==== DATA SUPPLIED

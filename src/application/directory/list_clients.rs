use chrono::{DateTime, NaiveDate, Utc};
use serde::Serialize;
use std::sync::Arc;
use uuid::Uuid;

use crate::domain::directory::{DirectoryError, DirectoryService};

#[derive(Debug, Serialize)]
pub struct ClientDto {
  pub id: Uuid,
  pub name: String,
  pub contact_email: String,
  pub contract_start_date: NaiveDate,
  pub contract_end_date: NaiveDate,
  pub status: String,
  pub created_at: DateTime<Utc>,
}

#[derive(Debug, Serialize)]
pub struct ListClientsResponse {
  pub clients: Vec<ClientDto>,
}

pub struct ListClientsUseCase {
  directory_service: Arc<DirectoryService>,
}

impl ListClientsUseCase {
  pub fn new(directory_service: Arc<DirectoryService>) -> Self {
    Self { directory_service }
  }

  pub async fn execute(&self) -> Result<ListClientsResponse, DirectoryError> {
    let clients = self.directory_service.list_clients().await?;

    let client_dtos = clients
      .into_iter()
      .map(|c| ClientDto {
        id: c.id,
        name: c.name.into_inner(),
        contact_email: c.contact_email.into_inner(),
        contract_start_date: c.contract_start_date,
        contract_end_date: c.contract_end_date,
        status: c.status.as_str().to_string(),
        created_at: c.created_at,
      })
      .collect();

    Ok(ListClientsResponse {
      clients: client_dtos,
    })
  }
}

========

A single number is expected here: the count of lines in the material above with "DateTime" in them.

TASK ANSWER. 2